Compulsory drug treatment centres providing ATS treatments are located in seven provinces of Lao. However, figures were available for only one centre in the capital Vientiane, where 95 per cent of admissions were for ATS users (United Nations Office on Drugs and Crime, 2010b). There are no harm reduction services in treatment centres and no information regarding ATS treatment programs.
HIV in the community and among injecting drug users
The population HIV prevalence in Lao is 0.2 per cent. Among high-risk groups, however, prevalence is considerably higher. Among MSM in the capital Vientiane, HIV prevalence is 5.6 per cent, although other regions report no HIV among this population. Among female sex workers, HIV prevalence is around 1 per cent (UNAIDS, 2010a). There are no data on HIV among PWID.

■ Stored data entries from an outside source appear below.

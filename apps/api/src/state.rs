use std::sync::Arc;

use crate::config::Config;
use crate::jobs::JobStore;
use crate::llm_client::ProviderGateway;

/// Shared application state injected into all route handlers via Axum extractors.
#[derive(Clone)]
pub struct AppState {
    pub config: Config,
    /// Ordered backend fallback plus its availability/diagnostic record.
    pub gateway: Arc<ProviderGateway>,
    /// Pluggable job registry. Default: InMemoryJobStore.
    pub jobs: Arc<dyn JobStore>,
}
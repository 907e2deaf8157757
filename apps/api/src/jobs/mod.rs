//! Job Store: the registry correlating upload, generate and retrieve calls.
//!
//! Handlers only see `Arc<dyn JobStore>`. The default backend is in-memory and
//! is lost on restart; swap it in `main` for anything durable.

pub mod handlers;
pub mod sweeper;

use std::collections::HashMap;

use async_trait::async_trait;
use chrono::{DateTime, Utc};
use tokio::sync::RwLock;
use uuid::Uuid;

use crate::models::job::{Artifact, Job, TransitionError};

#[async_trait]
pub trait JobStore: Send + Sync {
    async fn insert(&self, job: Job);
    async fn get(&self, id: Uuid) -> Option<Job>;
    /// `uploaded → generating`. Returns the job as it was after the move.
    async fn begin_generation(&self, id: Uuid, now: DateTime<Utc>) -> Result<Job, TransitionError>;
    async fn complete(&self, id: Uuid, artifact: Artifact) -> Result<Job, TransitionError>;
    async fn fail(&self, id: Uuid, error: String) -> Result<Job, TransitionError>;
    async fn remove(&self, id: Uuid) -> Option<Job>;
    async fn list(&self) -> Vec<Job>;
    async fn len(&self) -> usize;
}

#[derive(Default)]
pub struct InMemoryJobStore {
    jobs: RwLock<HashMap<Uuid, Job>>,
}

impl InMemoryJobStore {
    pub fn new() -> Self {
        Self::default()
    }

    async fn update(
        &self,
        id: Uuid,
        apply: impl FnOnce(&mut Job) -> Result<(), TransitionError> + Send,
    ) -> Result<Job, TransitionError> {
        let mut jobs = self.jobs.write().await;
        let job = jobs.get_mut(&id).ok_or(TransitionError::UnknownJob(id))?;
        apply(job)?;
        Ok(job.clone())
    }
}

#[async_trait]
impl JobStore for InMemoryJobStore {
    async fn insert(&self, job: Job) {
        self.jobs.write().await.insert(job.id, job);
    }

    async fn get(&self, id: Uuid) -> Option<Job> {
        self.jobs.read().await.get(&id).cloned()
    }

    async fn begin_generation(&self, id: Uuid, now: DateTime<Utc>) -> Result<Job, TransitionError> {
        self.update(id, |job| job.begin_generation(now)).await
    }

    async fn complete(&self, id: Uuid, artifact: Artifact) -> Result<Job, TransitionError> {
        self.update(id, |job| job.complete(artifact)).await
    }

    async fn fail(&self, id: Uuid, error: String) -> Result<Job, TransitionError> {
        self.update(id, |job| job.fail(error)).await
    }

    async fn remove(&self, id: Uuid) -> Option<Job> {
        self.jobs.write().await.remove(&id)
    }

    async fn list(&self) -> Vec<Job> {
        self.jobs.read().await.values().cloned().collect()
    }

    async fn len(&self) -> usize {
        self.jobs.read().await.len()
    }
}
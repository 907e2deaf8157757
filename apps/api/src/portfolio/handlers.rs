//! Axum route handlers for generating and retrieving portfolios.

use axum::{
    extract::{rejection::JsonRejection, Path, State},
    http::{header, HeaderValue},
    response::{Html, IntoResponse, Redirect, Response},
    Json,
};
use anyhow::Context;
use chrono::Utc;
use serde::{Deserialize, Serialize};
use tracing::warn;
use uuid::Uuid;

use crate::errors::AppError;
use crate::models::job::{Job, JobStatus};
use crate::portfolio::assembler::escape_html;
use crate::portfolio::generator::generate_portfolio;
use crate::state::AppState;

#[derive(Debug, Deserialize)]
pub struct GenerateRequest {
    pub job_id: Option<String>,
}

#[derive(Debug, Serialize)]
pub struct GenerateResponse {
    pub success: bool,
    pub message: String,
    pub job_id: Uuid,
    pub preview_url: String,
    pub download_url: String,
    pub view_url: String,
}

/// POST /generate
///
/// Runs the whole pipeline synchronously and returns the retrieval links.
pub async fn handle_generate(
    State(state): State<AppState>,
    payload: Result<Json<GenerateRequest>, JsonRejection>,
) -> Result<Json<GenerateResponse>, AppError> {
    let invalid = || AppError::Validation("Invalid job ID or file not uploaded".to_string());
    let Json(request) = payload.map_err(|rejection| {
        warn!("Rejected generate request body: {rejection}");
        invalid()
    })?;
    let job_id = request
        .job_id
        .as_deref()
        .and_then(|raw| Uuid::parse_str(raw.trim()).ok())
        .ok_or_else(invalid)?;
    if state.jobs.get(job_id).await.is_none() {
        return Err(invalid());
    }

    let job = generate_portfolio(
        &state.gateway,
        state.jobs.as_ref(),
        &state.config.generated_dir,
        job_id,
    )
    .await?;

    Ok(Json(GenerateResponse {
        success: true,
        message: "Portfolio generated successfully!".to_string(),
        job_id: job.id,
        preview_url: format!("/preview/{job_id}"),
        download_url: format!("/download/{job_id}"),
        view_url: format!("/view/{job_id}"),
    }))
}

/// The job behind `raw_id`, only if it finished successfully.
async fn completed_job(state: &AppState, raw_id: &str) -> Option<Job> {
    let id = Uuid::parse_str(raw_id).ok()?;
    state
        .jobs
        .get(id)
        .await
        .filter(|job| job.status == JobStatus::Completed && job.html_path.is_some())
}

async fn read_artifact(job: &Job) -> Result<String, AppError> {
    let path = job
        .html_path
        .as_ref()
        .ok_or_else(|| AppError::NotFound(format!("Job {} has no portfolio", job.id)))?;
    let html = tokio::fs::read_to_string(path)
        .await
        .with_context(|| format!("Failed to read {}", path.display()))?;
    Ok(html)
}

/// GET /preview/:job_id
///
/// The generated document verbatim. Anything but a completed job goes home.
pub async fn handle_preview(
    State(state): State<AppState>,
    Path(job_id): Path<String>,
) -> Result<Response, AppError> {
    let Some(job) = completed_job(&state, &job_id).await else {
        return Ok(Redirect::to("/").into_response());
    };
    Ok(Html(read_artifact(&job).await?).into_response())
}

/// GET /view/:job_id
///
/// Wrapper page framing the preview with download/home/new-tab actions.
pub async fn handle_view(
    State(state): State<AppState>,
    Path(job_id): Path<String>,
) -> Response {
    match completed_job(&state, &job_id).await {
        Some(job) => Html(render_view_page(&job)).into_response(),
        None => Redirect::to("/").into_response(),
    }
}

/// GET /download/:job_id
pub async fn handle_download(
    State(state): State<AppState>,
    Path(job_id): Path<String>,
) -> Result<Response, AppError> {
    let Some(job) = completed_job(&state, &job_id).await else {
        return Ok(Redirect::to("/").into_response());
    };
    let html = read_artifact(&job).await?;

    let disposition = format!(
        "attachment; filename=\"{}\"",
        download_filename(&job.filename, &Utc::now().format("%Y%m%d").to_string())
    );
    let disposition = HeaderValue::from_str(&disposition)
        .context("Download filename is not a valid header value")?;

    Ok((
        [
            (header::CONTENT_TYPE, HeaderValue::from_static("text/html; charset=utf-8")),
            (header::CONTENT_DISPOSITION, disposition),
        ],
        html,
    )
        .into_response())
}

/// `<stem>_portfolio_<YYYYMMDD>.html`
pub fn download_filename(original: &str, date_stamp: &str) -> String {
    let stem = std::path::Path::new(original)
        .file_stem()
        .and_then(|s| s.to_str())
        .filter(|s| !s.is_empty())
        .unwrap_or("resume");
    format!("{stem}_portfolio_{date_stamp}.html")
}

fn render_view_page(job: &Job) -> String {
    let id = job.id;
    let filename = escape_html(&job.filename);
    format!(
        r#"<!DOCTYPE html>
<html lang="en">
<head>
    <meta charset="UTF-8">
    <meta name="viewport" content="width=device-width, initial-scale=1.0">
    <title>Portfolio Preview by PortfolioGen</title>
    <link href="https://cdn.jsdelivr.net/npm/bootstrap@5.3.0/dist/css/bootstrap.min.css" rel="stylesheet">
    <link rel="stylesheet" href="https://cdnjs.cloudflare.com/ajax/libs/font-awesome/6.4.0/css/all.min.css">
    <style>
        body {{ font-family: Arial, sans-serif; margin: 0; padding: 0; background: #f5f5f5; }}
        .header {{
            background: linear-gradient(135deg, #6366f1 0%, #8b5cf6 100%);
            color: white;
            padding: 25px;
            text-align: center;
        }}
        .actions {{
            text-align: center;
            padding: 25px;
            background: white;
            margin: 20px auto;
            max-width: 1400px;
            border-radius: 10px;
        }}
        .btn-portfolio {{
            background: linear-gradient(135deg, #6366f1 0%, #8b5cf6 100%);
            color: white;
            padding: 12px 30px;
            border-radius: 8px;
            text-decoration: none;
            display: inline-block;
            margin: 0 10px;
            font-weight: bold;
        }}
        .btn-portfolio:hover {{ color: white; transform: translateY(-2px); }}
        .btn-home {{ background: linear-gradient(135deg, #6b7280 0%, #4b5563 100%); }}
        .btn-open {{ background: linear-gradient(135deg, #10b981 0%, #059669 100%); }}
        .portfolio-container {{
            background: white;
            margin: 20px auto;
            max-width: 1400px;
            border-radius: 10px;
            overflow: hidden;
            min-height: 500px;
        }}
    </style>
</head>
<body>
    <div class="header">
        <h1><i class="fas fa-rocket me-2"></i>Portfolio Preview</h1>
        <p class="lead">Generated from: {filename}</p>
    </div>

    <div class="actions container">
        <a href="/download/{id}" class="btn-portfolio"><i class="fas fa-download me-2"></i>Download Portfolio</a>
        <a href="/" class="btn-portfolio btn-home"><i class="fas fa-home me-2"></i>Back to Home</a>
        <a href="/preview/{id}" target="_blank" class="btn-portfolio btn-open"><i class="fas fa-external-link-alt me-2"></i>Open in New Tab</a>
    </div>

    <div class="portfolio-container">
        <iframe src="/preview/{id}" style="width: 100%; height: 800px; border: none;" title="Portfolio Preview"></iframe>
    </div>

    <div class="text-center mt-4 mb-5">
        <p class="text-muted">This portfolio was generated using PortfolioGen. You can download and customize it as needed.</p>
    </div>
</body>
</html>"#
    )
}
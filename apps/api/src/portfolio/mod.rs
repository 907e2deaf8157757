// Portfolio generation: prompt → backend fallback → tolerant assembly → artifact.
// All backend calls go through llm_client, never direct HTTP calls here.

pub mod assembler;
pub mod generator;
pub mod handlers;
pub mod prompts;
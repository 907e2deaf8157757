//! Text Extractor: plain text out of an uploaded PDF.
//!
//! Never fails: a missing, malformed or image-only document yields an empty
//! string and a logged diagnostic. Rejecting empty text is the caller's job.

use std::panic;
use std::path::{Path, PathBuf};

use tracing::{info, warn};

/// Extracts every page's text, newline-joined and trimmed.
pub fn extract_text(path: &Path) -> String {
    // pdf-extract panics on some malformed inputs instead of returning Err.
    let result = panic::catch_unwind(|| pdf_extract::extract_text_by_pages(path));

    match result {
        Ok(Ok(pages)) => {
            let text = join_pages(pages);
            info!("Extracted {} characters from {}", text.len(), path.display());
            text
        }
        Ok(Err(e)) => {
            warn!("PDF extraction error for {}: {e:?}", path.display());
            String::new()
        }
        Err(_) => {
            warn!("PDF extraction panicked for {}", path.display());
            String::new()
        }
    }
}

/// Runs `extract_text` on the blocking pool.
pub async fn extract_text_blocking(path: PathBuf) -> String {
    match tokio::task::spawn_blocking(move || extract_text(&path)).await {
        Ok(text) => text,
        Err(e) => {
            warn!("PDF extraction task failed: {e}");
            String::new()
        }
    }
}

/// Pages with no text are skipped; each remaining page ends with a newline.
pub fn join_pages<I>(pages: I) -> String
where
    I: IntoIterator<Item = String>,
{
    let mut text = String::new();
    for page in pages {
        if page.trim().is_empty() {
            continue;
        }
        text.push_str(&page);
        text.push('\n');
    }
    text.trim().to_string()
}

/// Writes a PDF with one line of Courier text per page.
#[cfg(test)]
pub(crate) fn write_test_pdf(path: &Path, pages: &[&str]) {
    use lopdf::content::{Content, Operation};
    use lopdf::{dictionary, Document, Object, Stream};

    let mut doc = Document::with_version("1.5");
    let pages_id = doc.new_object_id();
    let font_id = doc.add_object(dictionary! {
        "Type" => "Font",
        "Subtype" => "Type1",
        "BaseFont" => "Courier",
    });
    let resources_id = doc.add_object(dictionary! {
        "Font" => dictionary! { "F1" => font_id },
    });

    let mut kids: Vec<Object> = Vec::new();
    for line in pages {
        let content = Content {
            operations: vec![
                Operation::new("BT", vec![]),
                Operation::new("Tf", vec!["F1".into(), 24.into()]),
                Operation::new("Td", vec![72.into(), 700.into()]),
                Operation::new("Tj", vec![Object::string_literal(*line)]),
                Operation::new("ET", vec![]),
            ],
        };
        let content_id = doc.add_object(Stream::new(dictionary! {}, content.encode().unwrap()));
        let page_id = doc.add_object(dictionary! {
            "Type" => "Page",
            "Parent" => pages_id,
            "Contents" => content_id,
            "Resources" => resources_id,
            "MediaBox" => vec![0.into(), 0.into(), 612.into(), 792.into()],
        });
        kids.push(page_id.into());
    }

    let count = kids.len() as i64;
    let pages_dict = dictionary! {
        "Type" => "Pages",
        "Kids" => kids,
        "Count" => count,
        "Resources" => resources_id,
        "MediaBox" => vec![0.into(), 0.into(), 612.into(), 792.into()],
    };
    doc.objects.insert(pages_id, Object::Dictionary(pages_dict));
    let catalog_id = doc.add_object(dictionary! {
        "Type" => "Catalog",
        "Pages" => pages_id,
    });
    doc.trailer.set("Root", catalog_id);
    doc.save(path).unwrap();
}
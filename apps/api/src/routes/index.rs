use axum::response::Html;

/// GET /
/// Minimal upload page driving /upload then /generate.
pub async fn index_handler() -> Html<&'static str> {
    Html(INDEX_HTML)
}

const INDEX_HTML: &str = r#"<!DOCTYPE html>
<html lang="en">
<head>
    <meta charset="UTF-8">
    <meta name="viewport" content="width=device-width, initial-scale=1.0">
    <title>PortfolioGen</title>
    <link href="https://cdn.jsdelivr.net/npm/bootstrap@5.3.0/dist/css/bootstrap.min.css" rel="stylesheet">
</head>
<body class="bg-light">
    <main class="container py-5" style="max-width: 640px;">
        <h1 class="mb-3">PortfolioGen</h1>
        <p class="text-muted">Upload a PDF resume and get a portfolio website back.</p>
        <form id="upload-form" class="card card-body">
            <input class="form-control mb-3" type="file" name="file" accept=".pdf" required>
            <button class="btn btn-primary" type="submit">Generate portfolio</button>
        </form>
        <p id="status" class="mt-3"></p>
    </main>
    <script>
        const form = document.getElementById('upload-form');
        const status = document.getElementById('status');
        form.addEventListener('submit', async (event) => {
            event.preventDefault();
            const fail = (body) => { status.textContent = (body.error && body.error.message) || 'Something went wrong'; };
            status.textContent = 'Uploading...';
            const upload = await fetch('/upload', { method: 'POST', body: new FormData(form) });
            const uploaded = await upload.json();
            if (!upload.ok) return fail(uploaded);
            status.textContent = 'Generating, this can take a minute...';
            const generate = await fetch('/generate', {
                method: 'POST',
                headers: { 'Content-Type': 'application/json' },
                body: JSON.stringify({ job_id: uploaded.job_id }),
            });
            const generated = await generate.json();
            if (!generate.ok) return fail(generated);
            window.location.href = generated.view_url;
        });
    </script>
</body>
</html>"#;
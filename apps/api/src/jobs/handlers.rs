//! Axum route handlers for job status and cleanup.

use axum::{
    extract::{Path, State},
    Json,
};
use chrono::{DateTime, Utc};
use serde::Serialize;
use tracing::info;
use uuid::Uuid;

use crate::errors::AppError;
use crate::jobs::sweeper::{run_cleanup, CLEANUP_MAX_FILES};
use crate::models::job::JobStatus;
use crate::state::AppState;

#[derive(Debug, Serialize)]
pub struct JobStatusResponse {
    pub job_id: Uuid,
    pub status: JobStatus,
    pub filename: String,
    pub source_size: u64,
    pub created_at: DateTime<Utc>,
    pub generation_started_at: Option<DateTime<Utc>>,
    pub completed_at: Option<DateTime<Utc>>,
    pub html_size: Option<usize>,
    pub error: Option<String>,
}

#[derive(Debug, Serialize)]
pub struct CleanupResponse {
    pub success: bool,
    pub message: String,
    pub evicted_jobs: usize,
    pub active_jobs: usize,
}

/// GET /job/:job_id/status
pub async fn handle_job_status(
    State(state): State<AppState>,
    Path(job_id): Path<String>,
) -> Result<Json<JobStatusResponse>, AppError> {
    let not_found = || AppError::NotFound("Job not found".to_string());
    let id = Uuid::parse_str(&job_id).map_err(|_| not_found())?;
    let job = state.jobs.get(id).await.ok_or_else(not_found)?;

    Ok(Json(JobStatusResponse {
        job_id: job.id,
        status: job.status,
        filename: job.filename,
        source_size: job.source_size,
        created_at: job.created_at,
        generation_started_at: job.generation_started_at,
        completed_at: job.completed_at,
        html_size: job.html_size,
        error: job.error,
    }))
}

/// POST /cleanup
///
/// Sweeps both artifact directories and evicts jobs past the age threshold.
pub async fn handle_cleanup(State(state): State<AppState>) -> Json<CleanupResponse> {
    let outcome = run_cleanup(&state.config, state.jobs.as_ref(), CLEANUP_MAX_FILES).await;
    info!(
        "Cleanup evicted {} jobs, {} remain",
        outcome.evicted_jobs, outcome.active_jobs
    );

    Json(CleanupResponse {
        success: true,
        message: format!("Cleaned up {} old jobs", outcome.evicted_jobs),
        evicted_jobs: outcome.evicted_jobs,
        active_jobs: outcome.active_jobs,
    })
}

HIV testing of high-risk groups
There are now 110 specialised testing sites for sex workers and MSM in Lao, and the proportion of MSM reportedly tested for HIV tripled to 22 per cent between 2006 and 2008. However, there are no data on testing among PWID groups since they are not included as a population group in sentinel surveillance activities (Hagarty, 2010).
HIV anti-retroviral treatment
Coverage of ART in Lao is estimated at 100 per cent (Mesquita et al., 2008). However, there are no data available on HIV-positive ATS users receiving HIV ART.
There are no government-sanctioned needle and syringe programs and no reports of needle and syringe distribution from NGOs (Hagarty, 2010). Limited OST for opiate dependency is available in four provinces in Lao (Hagarty, 2010). Three hospitals provide OST for approximately 64 women and OST is reportedly available in two drug treatment centres (Hagarty, 2010).
HIV prevention is targeted towards marginalised groups, and comprehensive interventions, including peer-led behaviour change, have been delivered to MSM and sex workers (Laos National Committee for the Control of AIDS, 2010). However, there are no prevention programs targeting PWID.